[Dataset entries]

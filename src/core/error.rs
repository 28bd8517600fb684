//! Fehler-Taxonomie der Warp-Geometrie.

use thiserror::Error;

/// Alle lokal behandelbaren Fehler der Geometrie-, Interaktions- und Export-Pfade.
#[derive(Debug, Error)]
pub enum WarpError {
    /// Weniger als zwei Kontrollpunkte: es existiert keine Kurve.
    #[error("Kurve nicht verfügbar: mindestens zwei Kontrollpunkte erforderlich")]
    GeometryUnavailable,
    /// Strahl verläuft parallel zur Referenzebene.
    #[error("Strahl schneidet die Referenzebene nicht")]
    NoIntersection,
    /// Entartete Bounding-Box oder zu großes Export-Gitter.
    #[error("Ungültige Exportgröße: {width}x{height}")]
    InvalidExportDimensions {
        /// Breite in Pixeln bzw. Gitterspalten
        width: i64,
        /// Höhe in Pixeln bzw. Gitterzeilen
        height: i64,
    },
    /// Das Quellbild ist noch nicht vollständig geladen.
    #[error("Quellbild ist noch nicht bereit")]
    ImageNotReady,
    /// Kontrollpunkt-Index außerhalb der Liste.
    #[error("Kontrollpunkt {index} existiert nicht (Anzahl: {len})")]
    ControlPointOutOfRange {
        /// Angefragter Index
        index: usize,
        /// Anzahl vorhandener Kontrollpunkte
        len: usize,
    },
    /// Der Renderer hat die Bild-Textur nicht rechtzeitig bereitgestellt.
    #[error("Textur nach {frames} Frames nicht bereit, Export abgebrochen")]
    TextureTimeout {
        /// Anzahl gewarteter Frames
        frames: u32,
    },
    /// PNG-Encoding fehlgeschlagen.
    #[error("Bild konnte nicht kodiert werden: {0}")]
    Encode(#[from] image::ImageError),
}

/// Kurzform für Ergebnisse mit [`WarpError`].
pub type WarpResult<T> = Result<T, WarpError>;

--

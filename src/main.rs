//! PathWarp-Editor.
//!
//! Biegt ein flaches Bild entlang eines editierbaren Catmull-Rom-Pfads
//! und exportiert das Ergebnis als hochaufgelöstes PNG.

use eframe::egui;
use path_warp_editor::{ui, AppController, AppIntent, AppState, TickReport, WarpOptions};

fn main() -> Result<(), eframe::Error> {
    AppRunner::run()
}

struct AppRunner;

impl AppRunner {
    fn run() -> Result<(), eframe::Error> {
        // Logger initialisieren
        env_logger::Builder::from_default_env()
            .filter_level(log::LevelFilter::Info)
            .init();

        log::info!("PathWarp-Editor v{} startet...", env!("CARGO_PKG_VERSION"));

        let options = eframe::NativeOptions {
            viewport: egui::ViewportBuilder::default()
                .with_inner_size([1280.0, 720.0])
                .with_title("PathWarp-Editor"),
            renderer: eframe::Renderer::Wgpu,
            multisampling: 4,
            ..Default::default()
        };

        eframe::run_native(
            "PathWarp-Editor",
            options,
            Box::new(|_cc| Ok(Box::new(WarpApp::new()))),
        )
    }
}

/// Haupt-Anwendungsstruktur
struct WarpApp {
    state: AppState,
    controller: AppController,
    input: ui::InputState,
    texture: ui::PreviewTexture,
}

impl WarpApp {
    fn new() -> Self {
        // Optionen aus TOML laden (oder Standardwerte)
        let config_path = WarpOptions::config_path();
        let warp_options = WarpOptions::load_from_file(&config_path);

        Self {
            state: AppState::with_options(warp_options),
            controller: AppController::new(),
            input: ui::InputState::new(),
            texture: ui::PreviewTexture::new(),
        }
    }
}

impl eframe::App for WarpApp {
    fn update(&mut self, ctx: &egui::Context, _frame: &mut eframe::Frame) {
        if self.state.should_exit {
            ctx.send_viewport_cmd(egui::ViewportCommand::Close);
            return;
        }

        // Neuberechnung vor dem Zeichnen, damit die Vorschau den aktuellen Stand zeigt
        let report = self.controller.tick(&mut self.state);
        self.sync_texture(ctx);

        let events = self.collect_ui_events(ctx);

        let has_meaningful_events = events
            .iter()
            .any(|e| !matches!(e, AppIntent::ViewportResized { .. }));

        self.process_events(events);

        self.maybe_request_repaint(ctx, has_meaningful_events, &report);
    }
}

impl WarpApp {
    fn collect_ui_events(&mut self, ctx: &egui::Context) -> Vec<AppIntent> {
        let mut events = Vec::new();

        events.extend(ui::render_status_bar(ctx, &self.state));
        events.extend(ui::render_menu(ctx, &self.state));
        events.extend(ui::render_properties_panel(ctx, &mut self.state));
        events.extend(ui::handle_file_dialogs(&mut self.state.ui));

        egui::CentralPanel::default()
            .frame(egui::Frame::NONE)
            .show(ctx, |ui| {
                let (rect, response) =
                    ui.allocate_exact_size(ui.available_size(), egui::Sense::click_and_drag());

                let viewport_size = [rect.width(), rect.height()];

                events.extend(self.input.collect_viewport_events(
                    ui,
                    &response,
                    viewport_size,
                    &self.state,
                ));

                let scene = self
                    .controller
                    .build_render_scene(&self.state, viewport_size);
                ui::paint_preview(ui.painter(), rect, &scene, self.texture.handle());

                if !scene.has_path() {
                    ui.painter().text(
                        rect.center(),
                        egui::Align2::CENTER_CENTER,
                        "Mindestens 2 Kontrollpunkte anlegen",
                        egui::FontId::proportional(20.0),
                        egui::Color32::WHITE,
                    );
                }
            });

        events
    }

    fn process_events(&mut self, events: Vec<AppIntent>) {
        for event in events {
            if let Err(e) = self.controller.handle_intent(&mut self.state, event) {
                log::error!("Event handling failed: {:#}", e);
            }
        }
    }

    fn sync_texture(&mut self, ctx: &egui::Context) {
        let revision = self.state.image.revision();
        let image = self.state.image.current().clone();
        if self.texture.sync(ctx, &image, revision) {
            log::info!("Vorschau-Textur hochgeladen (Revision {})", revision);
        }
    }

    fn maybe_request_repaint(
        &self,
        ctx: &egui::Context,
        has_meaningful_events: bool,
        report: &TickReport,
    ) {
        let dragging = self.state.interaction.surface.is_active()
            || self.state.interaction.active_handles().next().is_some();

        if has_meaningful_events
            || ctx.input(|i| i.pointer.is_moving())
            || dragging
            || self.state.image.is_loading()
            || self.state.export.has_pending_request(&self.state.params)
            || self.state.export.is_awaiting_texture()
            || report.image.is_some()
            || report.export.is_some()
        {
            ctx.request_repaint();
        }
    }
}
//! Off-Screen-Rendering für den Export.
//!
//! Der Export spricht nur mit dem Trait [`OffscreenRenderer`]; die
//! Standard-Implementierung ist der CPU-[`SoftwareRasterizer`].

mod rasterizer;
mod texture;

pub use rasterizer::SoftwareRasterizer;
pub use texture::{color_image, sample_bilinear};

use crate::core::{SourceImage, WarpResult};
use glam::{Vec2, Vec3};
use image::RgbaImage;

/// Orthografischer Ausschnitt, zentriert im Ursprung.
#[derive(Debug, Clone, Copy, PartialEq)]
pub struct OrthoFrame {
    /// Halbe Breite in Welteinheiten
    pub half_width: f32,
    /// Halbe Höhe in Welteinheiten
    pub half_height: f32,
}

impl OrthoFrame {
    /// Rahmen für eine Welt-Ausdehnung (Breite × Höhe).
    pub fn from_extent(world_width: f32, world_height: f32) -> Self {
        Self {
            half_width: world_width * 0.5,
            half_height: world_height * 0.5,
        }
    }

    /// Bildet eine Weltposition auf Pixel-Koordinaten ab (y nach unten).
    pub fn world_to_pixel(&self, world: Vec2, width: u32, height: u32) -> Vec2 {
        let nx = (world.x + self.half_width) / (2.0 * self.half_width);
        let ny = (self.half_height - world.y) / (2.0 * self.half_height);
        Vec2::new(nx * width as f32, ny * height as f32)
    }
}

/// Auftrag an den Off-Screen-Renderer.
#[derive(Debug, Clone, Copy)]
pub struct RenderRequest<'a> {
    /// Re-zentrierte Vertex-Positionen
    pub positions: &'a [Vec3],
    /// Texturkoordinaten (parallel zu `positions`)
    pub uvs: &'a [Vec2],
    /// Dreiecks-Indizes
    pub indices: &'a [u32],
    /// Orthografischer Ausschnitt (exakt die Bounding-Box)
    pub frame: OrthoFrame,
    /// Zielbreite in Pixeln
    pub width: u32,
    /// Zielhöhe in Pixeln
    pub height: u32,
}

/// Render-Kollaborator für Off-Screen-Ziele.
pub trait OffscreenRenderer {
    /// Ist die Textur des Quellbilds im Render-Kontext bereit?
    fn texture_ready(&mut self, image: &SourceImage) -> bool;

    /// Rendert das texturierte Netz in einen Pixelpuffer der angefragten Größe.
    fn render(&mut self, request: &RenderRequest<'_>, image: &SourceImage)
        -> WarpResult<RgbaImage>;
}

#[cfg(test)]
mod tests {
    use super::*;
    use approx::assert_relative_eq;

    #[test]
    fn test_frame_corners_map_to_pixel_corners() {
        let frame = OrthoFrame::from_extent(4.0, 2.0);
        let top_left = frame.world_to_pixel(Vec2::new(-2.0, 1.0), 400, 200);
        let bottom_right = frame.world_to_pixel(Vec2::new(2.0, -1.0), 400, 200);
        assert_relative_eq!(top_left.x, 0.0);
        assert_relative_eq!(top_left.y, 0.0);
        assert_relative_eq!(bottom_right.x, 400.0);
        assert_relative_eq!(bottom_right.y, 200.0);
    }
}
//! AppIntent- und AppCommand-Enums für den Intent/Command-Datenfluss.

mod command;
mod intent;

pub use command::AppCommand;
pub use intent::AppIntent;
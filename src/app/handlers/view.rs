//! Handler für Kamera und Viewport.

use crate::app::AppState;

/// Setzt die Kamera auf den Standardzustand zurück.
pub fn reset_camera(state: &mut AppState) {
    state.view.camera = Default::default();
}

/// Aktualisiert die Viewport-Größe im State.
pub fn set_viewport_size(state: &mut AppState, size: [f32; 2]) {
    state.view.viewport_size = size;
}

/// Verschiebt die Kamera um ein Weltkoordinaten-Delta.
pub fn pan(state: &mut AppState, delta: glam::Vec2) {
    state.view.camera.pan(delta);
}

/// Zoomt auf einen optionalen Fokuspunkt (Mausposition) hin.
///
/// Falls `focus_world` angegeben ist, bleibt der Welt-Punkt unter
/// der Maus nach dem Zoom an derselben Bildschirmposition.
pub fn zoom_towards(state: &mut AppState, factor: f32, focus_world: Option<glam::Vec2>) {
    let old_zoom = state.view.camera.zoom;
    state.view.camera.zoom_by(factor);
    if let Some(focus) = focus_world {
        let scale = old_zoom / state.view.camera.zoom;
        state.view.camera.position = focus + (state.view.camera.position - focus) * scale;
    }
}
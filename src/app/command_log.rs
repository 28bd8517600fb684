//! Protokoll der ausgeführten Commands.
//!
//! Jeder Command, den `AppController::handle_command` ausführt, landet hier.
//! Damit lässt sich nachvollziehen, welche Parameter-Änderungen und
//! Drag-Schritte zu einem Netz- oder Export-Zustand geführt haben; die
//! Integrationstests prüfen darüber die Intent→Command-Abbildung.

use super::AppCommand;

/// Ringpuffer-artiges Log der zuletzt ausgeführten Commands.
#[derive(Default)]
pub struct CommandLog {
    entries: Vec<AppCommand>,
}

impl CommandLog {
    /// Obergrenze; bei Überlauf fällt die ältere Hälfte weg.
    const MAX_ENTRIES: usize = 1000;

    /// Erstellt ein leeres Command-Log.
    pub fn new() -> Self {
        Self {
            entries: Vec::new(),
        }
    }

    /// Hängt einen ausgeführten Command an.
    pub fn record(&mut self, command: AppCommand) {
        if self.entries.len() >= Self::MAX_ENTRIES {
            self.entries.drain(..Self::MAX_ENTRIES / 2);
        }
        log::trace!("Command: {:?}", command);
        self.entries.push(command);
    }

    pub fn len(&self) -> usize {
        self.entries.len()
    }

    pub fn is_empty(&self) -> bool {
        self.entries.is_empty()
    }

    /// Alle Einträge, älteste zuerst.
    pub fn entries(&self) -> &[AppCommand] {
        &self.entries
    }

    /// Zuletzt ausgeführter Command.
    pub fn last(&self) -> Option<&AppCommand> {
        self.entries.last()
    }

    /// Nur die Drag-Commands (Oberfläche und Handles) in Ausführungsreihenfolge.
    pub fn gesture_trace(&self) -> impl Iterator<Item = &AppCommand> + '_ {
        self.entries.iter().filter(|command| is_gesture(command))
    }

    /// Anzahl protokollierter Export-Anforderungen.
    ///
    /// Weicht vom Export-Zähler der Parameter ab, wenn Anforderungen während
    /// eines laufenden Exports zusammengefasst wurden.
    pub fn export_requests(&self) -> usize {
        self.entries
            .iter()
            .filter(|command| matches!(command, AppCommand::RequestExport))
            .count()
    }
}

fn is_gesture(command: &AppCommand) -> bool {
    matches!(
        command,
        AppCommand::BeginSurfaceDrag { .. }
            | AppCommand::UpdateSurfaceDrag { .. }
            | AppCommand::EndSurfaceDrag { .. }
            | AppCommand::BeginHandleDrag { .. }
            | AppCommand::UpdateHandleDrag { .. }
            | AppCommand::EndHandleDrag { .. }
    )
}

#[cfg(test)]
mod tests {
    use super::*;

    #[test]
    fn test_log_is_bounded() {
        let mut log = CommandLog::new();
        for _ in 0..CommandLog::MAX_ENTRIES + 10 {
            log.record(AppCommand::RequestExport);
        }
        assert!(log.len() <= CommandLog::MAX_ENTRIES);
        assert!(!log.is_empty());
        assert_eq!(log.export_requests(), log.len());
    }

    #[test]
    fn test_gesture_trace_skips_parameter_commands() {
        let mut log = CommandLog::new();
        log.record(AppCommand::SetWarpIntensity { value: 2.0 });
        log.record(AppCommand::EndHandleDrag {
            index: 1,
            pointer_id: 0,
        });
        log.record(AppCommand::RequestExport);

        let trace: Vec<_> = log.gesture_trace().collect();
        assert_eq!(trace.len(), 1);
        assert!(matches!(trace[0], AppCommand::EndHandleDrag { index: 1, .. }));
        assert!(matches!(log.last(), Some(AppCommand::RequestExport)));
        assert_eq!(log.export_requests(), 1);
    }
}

YOUR GOAL: Could you set down, word for word, only the lines above from the line with "filename src/core/error.rs" to the line with "pub type WarpResult<T>", including both?

TASK SOLUTION:
filename src/core/error.rs
repository 28bd8517600fb684
//! Fehler-Taxonomie der Warp-Geometrie.

use thiserror::Error;

/// Alle lokal behandelbaren Fehler der Geometrie-, Interaktions- und Export-Pfade.
#[derive(Debug, Error)]
pub enum WarpError {
    /// Weniger als zwei Kontrollpunkte: es existiert keine Kurve.
    #[error("Kurve nicht verfügbar: mindestens zwei Kontrollpunkte erforderlich")]
    GeometryUnavailable,
    /// Strahl verläuft parallel zur Referenzebene.
    #[error("Strahl schneidet die Referenzebene nicht")]
    NoIntersection,
    /// Entartete Bounding-Box oder zu großes Export-Gitter.
    #[error("Ungültige Exportgröße: {width}x{height}")]
    InvalidExportDimensions {
        /// Breite in Pixeln bzw. Gitterspalten
        width: i64,
        /// Höhe in Pixeln bzw. Gitterzeilen
        height: i64,
    },
    /// Das Quellbild ist noch nicht vollständig geladen.
    #[error("Quellbild ist noch nicht bereit")]
    ImageNotReady,
    /// Kontrollpunkt-Index außerhalb der Liste.
    #[error("Kontrollpunkt {index} existiert nicht (Anzahl: {len})")]
    ControlPointOutOfRange {
        /// Angefragter Index
        index: usize,
        /// Anzahl vorhandener Kontrollpunkte
        len: usize,
    },
    /// Der Renderer hat die Bild-Textur nicht rechtzeitig bereitgestellt.
    #[error("Textur nach {frames} Frames nicht bereit, Export abgebrochen")]
    TextureTimeout {
        /// Anzahl gewarteter Frames
        frames: u32,
    },
    /// PNG-Encoding fehlgeschlagen.
    #[error("Bild konnte nicht kodiert werden: {0}")]
    Encode(#[from] image::ImageError),
}

/// Kurzform für Ergebnisse mit [`WarpError`].
pub type WarpResult<T> = Result<T, WarpError>;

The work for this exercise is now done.